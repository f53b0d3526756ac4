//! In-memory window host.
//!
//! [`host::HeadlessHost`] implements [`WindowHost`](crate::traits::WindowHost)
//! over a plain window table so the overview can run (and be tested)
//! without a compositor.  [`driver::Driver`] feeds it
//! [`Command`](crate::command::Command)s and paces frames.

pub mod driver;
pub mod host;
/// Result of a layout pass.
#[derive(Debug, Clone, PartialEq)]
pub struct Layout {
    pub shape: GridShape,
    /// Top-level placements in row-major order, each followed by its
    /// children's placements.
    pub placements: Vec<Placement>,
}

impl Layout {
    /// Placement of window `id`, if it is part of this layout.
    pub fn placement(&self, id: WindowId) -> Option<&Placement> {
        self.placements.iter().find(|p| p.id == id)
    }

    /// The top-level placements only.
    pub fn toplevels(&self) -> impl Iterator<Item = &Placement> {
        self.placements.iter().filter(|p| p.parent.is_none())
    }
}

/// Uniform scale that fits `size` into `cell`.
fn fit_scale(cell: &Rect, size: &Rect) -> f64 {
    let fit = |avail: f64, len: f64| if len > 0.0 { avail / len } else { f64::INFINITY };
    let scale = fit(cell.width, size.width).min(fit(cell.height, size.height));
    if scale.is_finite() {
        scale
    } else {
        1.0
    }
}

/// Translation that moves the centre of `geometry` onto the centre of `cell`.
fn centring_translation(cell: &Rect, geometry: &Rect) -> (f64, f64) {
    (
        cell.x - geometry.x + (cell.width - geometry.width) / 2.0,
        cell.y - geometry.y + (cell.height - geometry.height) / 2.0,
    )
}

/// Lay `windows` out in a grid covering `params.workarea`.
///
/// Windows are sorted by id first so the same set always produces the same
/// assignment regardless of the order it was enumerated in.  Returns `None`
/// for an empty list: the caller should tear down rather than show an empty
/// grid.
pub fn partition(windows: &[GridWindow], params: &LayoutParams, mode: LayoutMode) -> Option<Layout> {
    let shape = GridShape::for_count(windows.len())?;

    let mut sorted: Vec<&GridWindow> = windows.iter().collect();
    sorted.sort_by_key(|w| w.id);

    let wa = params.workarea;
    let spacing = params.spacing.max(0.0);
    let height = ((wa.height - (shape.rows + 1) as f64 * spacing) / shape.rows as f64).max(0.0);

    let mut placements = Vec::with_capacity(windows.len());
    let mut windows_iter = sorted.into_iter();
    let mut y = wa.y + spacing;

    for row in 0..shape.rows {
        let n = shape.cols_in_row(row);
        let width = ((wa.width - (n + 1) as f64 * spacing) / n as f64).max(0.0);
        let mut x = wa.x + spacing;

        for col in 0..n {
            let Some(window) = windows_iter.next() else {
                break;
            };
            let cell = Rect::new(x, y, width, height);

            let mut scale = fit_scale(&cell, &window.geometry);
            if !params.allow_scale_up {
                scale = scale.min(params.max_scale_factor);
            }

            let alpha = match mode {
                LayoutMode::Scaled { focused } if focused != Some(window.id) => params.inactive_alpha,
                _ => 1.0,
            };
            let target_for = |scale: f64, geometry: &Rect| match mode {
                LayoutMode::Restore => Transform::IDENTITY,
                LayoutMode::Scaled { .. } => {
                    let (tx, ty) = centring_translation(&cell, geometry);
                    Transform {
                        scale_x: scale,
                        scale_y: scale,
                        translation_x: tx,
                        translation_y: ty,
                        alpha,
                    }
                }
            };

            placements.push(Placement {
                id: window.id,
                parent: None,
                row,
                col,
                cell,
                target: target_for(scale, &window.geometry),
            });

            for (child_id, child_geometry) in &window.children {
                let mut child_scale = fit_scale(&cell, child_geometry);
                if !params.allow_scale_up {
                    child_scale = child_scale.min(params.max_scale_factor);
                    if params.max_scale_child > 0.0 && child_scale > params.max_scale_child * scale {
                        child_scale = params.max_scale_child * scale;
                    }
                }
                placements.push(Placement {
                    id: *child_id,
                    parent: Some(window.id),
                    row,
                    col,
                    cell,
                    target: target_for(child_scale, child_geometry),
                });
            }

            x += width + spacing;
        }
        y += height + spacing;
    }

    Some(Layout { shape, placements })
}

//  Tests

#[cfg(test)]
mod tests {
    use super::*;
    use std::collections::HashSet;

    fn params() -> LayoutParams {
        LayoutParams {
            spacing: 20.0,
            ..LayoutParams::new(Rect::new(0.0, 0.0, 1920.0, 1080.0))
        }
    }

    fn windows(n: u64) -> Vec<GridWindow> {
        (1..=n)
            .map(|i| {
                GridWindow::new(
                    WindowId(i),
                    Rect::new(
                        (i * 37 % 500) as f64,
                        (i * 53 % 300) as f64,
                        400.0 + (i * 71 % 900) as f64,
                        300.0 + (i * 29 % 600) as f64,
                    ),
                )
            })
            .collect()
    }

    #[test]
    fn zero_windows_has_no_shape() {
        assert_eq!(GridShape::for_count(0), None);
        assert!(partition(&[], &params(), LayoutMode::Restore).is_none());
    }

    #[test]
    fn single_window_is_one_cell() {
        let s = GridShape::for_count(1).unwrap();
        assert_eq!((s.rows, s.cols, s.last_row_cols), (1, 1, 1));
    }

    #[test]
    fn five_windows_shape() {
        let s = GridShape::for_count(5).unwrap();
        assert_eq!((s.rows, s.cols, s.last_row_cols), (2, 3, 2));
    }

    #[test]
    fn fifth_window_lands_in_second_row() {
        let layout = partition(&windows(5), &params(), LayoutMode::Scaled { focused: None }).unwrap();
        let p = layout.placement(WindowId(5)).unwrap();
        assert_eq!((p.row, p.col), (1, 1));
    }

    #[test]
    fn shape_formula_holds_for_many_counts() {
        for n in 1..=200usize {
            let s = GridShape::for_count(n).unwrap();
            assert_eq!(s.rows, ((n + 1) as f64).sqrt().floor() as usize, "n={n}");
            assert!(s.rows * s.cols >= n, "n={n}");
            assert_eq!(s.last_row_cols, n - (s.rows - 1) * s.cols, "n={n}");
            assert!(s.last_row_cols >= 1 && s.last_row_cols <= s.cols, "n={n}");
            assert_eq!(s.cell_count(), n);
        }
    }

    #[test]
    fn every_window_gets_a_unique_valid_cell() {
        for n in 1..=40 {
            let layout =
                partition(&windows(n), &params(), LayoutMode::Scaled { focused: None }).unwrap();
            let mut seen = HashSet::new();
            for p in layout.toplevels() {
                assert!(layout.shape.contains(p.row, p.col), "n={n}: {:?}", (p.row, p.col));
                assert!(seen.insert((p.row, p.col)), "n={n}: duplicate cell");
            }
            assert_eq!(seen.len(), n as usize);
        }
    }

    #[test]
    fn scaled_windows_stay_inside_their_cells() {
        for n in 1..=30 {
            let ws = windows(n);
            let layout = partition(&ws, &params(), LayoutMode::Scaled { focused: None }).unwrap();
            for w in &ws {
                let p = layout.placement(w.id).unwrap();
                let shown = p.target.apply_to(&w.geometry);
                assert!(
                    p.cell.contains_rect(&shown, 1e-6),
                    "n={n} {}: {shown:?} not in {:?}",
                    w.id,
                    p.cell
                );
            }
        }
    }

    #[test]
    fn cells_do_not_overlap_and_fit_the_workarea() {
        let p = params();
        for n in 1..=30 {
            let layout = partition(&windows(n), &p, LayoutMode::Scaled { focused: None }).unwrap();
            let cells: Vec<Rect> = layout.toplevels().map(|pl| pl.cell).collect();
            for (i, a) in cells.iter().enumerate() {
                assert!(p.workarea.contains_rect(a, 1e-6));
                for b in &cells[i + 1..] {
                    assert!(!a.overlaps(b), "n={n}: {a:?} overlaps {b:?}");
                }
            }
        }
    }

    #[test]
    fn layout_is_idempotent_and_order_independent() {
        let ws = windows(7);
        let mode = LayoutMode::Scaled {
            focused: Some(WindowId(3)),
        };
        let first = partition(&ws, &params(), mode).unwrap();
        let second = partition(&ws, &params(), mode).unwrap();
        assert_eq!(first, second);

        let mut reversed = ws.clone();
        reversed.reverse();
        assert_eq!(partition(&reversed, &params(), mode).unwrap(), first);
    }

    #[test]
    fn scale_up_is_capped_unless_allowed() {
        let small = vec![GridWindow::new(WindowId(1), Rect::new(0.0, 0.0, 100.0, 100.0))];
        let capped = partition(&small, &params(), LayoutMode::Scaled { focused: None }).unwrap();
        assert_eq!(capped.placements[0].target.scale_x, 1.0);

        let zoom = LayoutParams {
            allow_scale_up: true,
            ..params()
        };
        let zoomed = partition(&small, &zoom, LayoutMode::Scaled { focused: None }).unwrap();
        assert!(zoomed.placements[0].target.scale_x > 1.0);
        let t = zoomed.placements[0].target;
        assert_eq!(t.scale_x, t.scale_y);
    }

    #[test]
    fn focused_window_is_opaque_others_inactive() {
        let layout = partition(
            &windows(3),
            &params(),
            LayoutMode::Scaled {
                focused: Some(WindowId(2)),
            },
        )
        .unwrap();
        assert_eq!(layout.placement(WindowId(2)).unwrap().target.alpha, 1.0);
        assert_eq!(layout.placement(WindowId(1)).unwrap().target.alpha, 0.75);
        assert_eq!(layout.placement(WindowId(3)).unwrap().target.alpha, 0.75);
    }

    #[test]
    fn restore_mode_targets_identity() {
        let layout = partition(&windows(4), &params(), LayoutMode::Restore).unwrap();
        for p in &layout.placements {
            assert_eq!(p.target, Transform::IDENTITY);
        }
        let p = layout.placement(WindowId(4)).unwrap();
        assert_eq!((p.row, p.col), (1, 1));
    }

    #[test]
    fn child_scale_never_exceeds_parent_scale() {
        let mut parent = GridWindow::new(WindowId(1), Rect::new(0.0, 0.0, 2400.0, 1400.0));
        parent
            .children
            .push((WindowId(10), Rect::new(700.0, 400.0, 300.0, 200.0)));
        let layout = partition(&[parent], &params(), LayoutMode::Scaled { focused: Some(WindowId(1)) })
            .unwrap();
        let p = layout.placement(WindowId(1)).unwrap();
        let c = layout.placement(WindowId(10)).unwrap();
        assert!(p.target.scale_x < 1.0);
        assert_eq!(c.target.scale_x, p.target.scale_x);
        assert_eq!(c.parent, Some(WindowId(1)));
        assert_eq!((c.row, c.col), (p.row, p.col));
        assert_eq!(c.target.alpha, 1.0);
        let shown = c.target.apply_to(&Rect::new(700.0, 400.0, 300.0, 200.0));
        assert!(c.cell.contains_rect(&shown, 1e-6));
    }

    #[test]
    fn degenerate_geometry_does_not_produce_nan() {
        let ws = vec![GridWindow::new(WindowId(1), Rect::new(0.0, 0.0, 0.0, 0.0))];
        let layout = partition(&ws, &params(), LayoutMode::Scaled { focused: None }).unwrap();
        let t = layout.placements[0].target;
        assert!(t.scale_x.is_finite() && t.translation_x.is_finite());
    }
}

● ● ● ● ● ● ●

Print the listing above from its first line through the line with "pub struct Layout", and stop there.

repository f53b0d3526756ac4
//! In-memory window host.
//!
//! [`host::HeadlessHost`] implements [`WindowHost`](crate::traits::WindowHost)
//! over a plain window table so the overview can run (and be tested)
//! without a compositor.  [`driver::Driver`] feeds it
//! [`Command`](crate::command::Command)s and paces frames.

pub mod driver;
pub mod host;
/// Result of a layout pass.
#[derive(Debug, Clone, PartialEq)]
pub struct Layout {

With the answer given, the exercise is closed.